Doktor Cedzyńska zwróciła uwagę na brak systemowego wsparcia dla palaczy. Jej zdaniem, wdrażanie polityki redukcji szkód jest uzasadnione wówczas, gdy wyczerpane zostaną inne działania, takie jak odpowiednia polityka cenowa produktów tytoniowych, refundacja leków stosowanych w ramach Nikotynowej Terapii Zastępczej czy upowszechnienie poradnictwa antynikotynowego. Podobne zdanie wyraził dr hab. Daniel Śliż, sekretarz Sekcji Prewencji i Epidemiologii Polskiego Towarzystwa Kardiologicznego, prezes Polskiego Towarzystwa Medycyny Stylu Życia. Ocenił, że polityka redukcji szkód powinna stanowić element i jeden z kroków w procesie przechodzenia osób palących papierosy, w stronę coraz mniej szkodliwych rozwiązań, aż po całkowite uwolnienie się od nałogu.
O działaniach skierowanych do młodzieży, jako priorytecie dla instytucji publicznych, mówiła również Iwona Konfederak, wicedyrektor Departamentu Obsługi Klientów i Profilaktyki w Narodowym Funduszu Zdrowia. Zapowiedziała inicjowanie kolejnych programów dotyczących promocji zdrowego stylu życia, w tym ściśle nakierowanych na zapobieganie i zwalczanie palenia papierosów.
Eksperci uczestniczący w dyskusji zgodzili się, że z uwagi na różne grupy wiekowe oraz stopień uzależnienia od papierosów konieczne jest zróżnicowane podejście i szeroko zakrojone działania, angażujące wiele instytucji i środowisk, nie tylko z obszaru ochrony zdrowia. Potrzebne jest także wnikliwe analizowanie danych i trendów, opieranie się na badaniach naukowych i analizowaniu rozwiązań przyjmowanych w innych krajach – tak aby wybierać niektóre, z największymi szansami na powodzenia, ale dostosowywać je do polskiej specyfiki. Krzysztof Łanda zaapelował o stworzenie jednolitej polityki i prowadzenie rozmów w oparciu o dowody naukowe. Aby to osiągnąć należy mówić językiem evidence based medicine.
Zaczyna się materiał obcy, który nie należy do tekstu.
// HTTP client for the external game server: room setup, match status, and
// game-log retrieval.

use std::path::Path;

use reqwest::Client;
use serde::{Deserialize, Serialize};
use tracing::{debug, warn};

use crate::config::Endpoints;
use crate::error::{ArenaError, TransientError};

#[derive(Debug, Serialize)]
struct SetupSettings {
    #[serde(rename = "playerNames")]
    player_names: [String; 2],
}

#[derive(Debug, Serialize)]
struct SetupRequest {
    #[serde(rename = "gameName")]
    game_name: String,
    session: String,
    password: String,
    #[serde(rename = "gameSettings")]
    game_settings: SetupSettings,
}

#[derive(Debug, Clone, Deserialize)]
pub struct ClientStatus {
    pub name: String,
    pub won: bool,
    pub lost: bool,
    pub reason: String,
}

#[derive(Debug, Clone, Deserialize)]
pub struct MatchStatus {
    pub status: String,
    #[serde(rename = "gamelogFilename")]
    pub gamelog_filename: Option<String>,
    #[serde(default)]
    pub clients: Vec<ClientStatus>,
}

impl MatchStatus {
    pub fn is_over_with_log(&self) -> bool {
        self.status == "over" && self.gamelog_filename.is_some()
    }
}

pub struct GameServerClient {
    base_url: String,
    http: Client,
}

impl GameServerClient {
    pub fn new(endpoints: &Endpoints) -> Self {
        GameServerClient {
            base_url: endpoints.gameserver_base_url(),
            http: Client::new(),
        }
    }

    pub async fn create_room(
        &self,
        game_name: &str,
        session: &str,
        password: &str,
        player_names: [String; 2],
    ) -> Result<(), ArenaError> {
        let body = SetupRequest {
            game_name: game_name.to_string(),
            session: session.to_string(),
            password: password.to_string(),
            game_settings: SetupSettings { player_names },
        };

        let response = self
            .http
            .post(format!("{}/setup", self.base_url))
            .json(&body)
            .send()
            .await
            .map_err(TransientError::from)?;

        if !response.status().is_success() {
            let detail = response.text().await.unwrap_or_default();
            return Err(ArenaError::MatchFailed {
                reason: format!("room setup rejected: {detail}"),
            });
        }
        debug!(session, "room created");
        Ok(())
    }

    pub async fn get_match_status(&self, game_name: &str, session: &str) -> Result<MatchStatus, ArenaError> {
        let response = self
            .http
            .get(format!("{}/status/{}/{}", self.base_url, game_name, session))
            .send()
            .await
            .map_err(TransientError::from)?;

        if !response.status().is_success() {
            warn!(session, status = %response.status(), "match status poll failed");
            return Err(ArenaError::Transient(crate::error::TransientError::Http(
                response.error_for_status().unwrap_err(),
            )));
        }

        response.json().await.map_err(|e| ArenaError::Transient(TransientError::from(e)))
    }

    pub async fn download_gamelog(&self, gamelog_filename: &str, local_path: &Path) -> Result<(), ArenaError> {
        let response = self
            .http
            .get(format!("{}/gamelog/{}", self.base_url, gamelog_filename))
            .send()
            .await
            .map_err(TransientError::from)?;

        if !response.status().is_success() {
            return Err(ArenaError::MatchFailed {
                reason: format!("gamelog download failed with status {}", response.status()),
            });
        }

        let bytes = response.bytes().await.map_err(TransientError::from)?;
        tokio::fs::write(local_path, &bytes)
            .await
            .map_err(|e| ArenaError::Transient(TransientError::from(e)))?;
        Ok(())
    }
}
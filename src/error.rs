// Error taxonomy for the arena, per the error handling policy: transient
// errors are retried at game granularity, submission/game-fatal errors
// record their reason in the database and move on, structural errors are
// logged and surfaced, and fatal errors abort the process.

use thiserror::Error;

#[derive(Debug, Error)]
pub enum ArenaError {
    /// A blip that should not fail the current match outright: a DB
    /// connection hiccup, an HTTP 5xx, a container engine hiccup.
    #[error("transient error: {0}")]
    Transient(#[from] TransientError),

    /// A submission could not be materialised into a runnable image.
    #[error("submission {submission_id} failed: {reason}")]
    SubmissionFailed { submission_id: i64, reason: String },

    /// The match itself could not be completed (room setup rejected, no
    /// client reported a win, status poll exhausted its retries).
    #[error("match failed: {reason}")]
    MatchFailed { reason: String },

    /// The pairing selector could not produce a pair to play.
    #[error("pairing failed: {0}")]
    PairingFailed(String),

    /// The bracket arrived at an impossible state (no pending matches and
    /// no available players).
    #[error("bracket structural error: {0}")]
    Structural(String),

    /// Unrecoverable at process level (e.g. the database is unreachable
    /// at startup).
    #[error("fatal: {0}")]
    Fatal(String),
}

#[derive(Debug, Error)]
pub enum TransientError {
    #[error(transparent)]
    Db(#[from] sqlx::Error),
    #[error(transparent)]
    Http(#[from] reqwest::Error),
    #[error(transparent)]
    Io(#[from] std::io::Error),
}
Tylko wtedy możliwe będzie uzgodnienie na poziomie krajowym realnych celów jakie są w tym temacie do osiągnięcia.
Palenie tytoniu wśród największych zagrożeń zdrowia publicznego
Palenie tytoniu należy do największych zagrożeń dla zdrowia Polaków, obok nadciśnienia tętniczego, nadwagi i otyłości. Regularnie pali 8 milionów mieszkańców Polski, a dodatkowo 4 miliony dzieci jest narażone na dym tytoniowy, będąc biernymi palaczami. Każdego roku co najmniej 70 tys. osób umiera w Polsce z powodu chorób odtytoniowych. Brakuje skutecznej polityki antytytoniowej oraz miejsc, w których palacze mogliby uzyskać fachową pomoc w zaprzestaniu palenia.
Specjalna komisja Parlamentu Europejskiego ds. zwalczania raka przedstawiła raport, z którego wynika że papierosy elektroniczne mogą umożliwiać niektórym palaczom stopniowe porzucenie palenia, ale jednocześnie nie powinny być atrakcyjne dla osób niepełnoletnich i niepalących. W ramach Europejskiego Planu Walki z Rakiem Komisja Europejska określiła cel ograniczenia liczby osób palących papierosy na 5 proc. dorosłej populacji w 2040 roku. Spełnienie tego celu przez Polskę oznaczałoby, że liczba palaczy papierosów spadnie z 8 milionów do 1,5 miliona w ciągu 16 lat.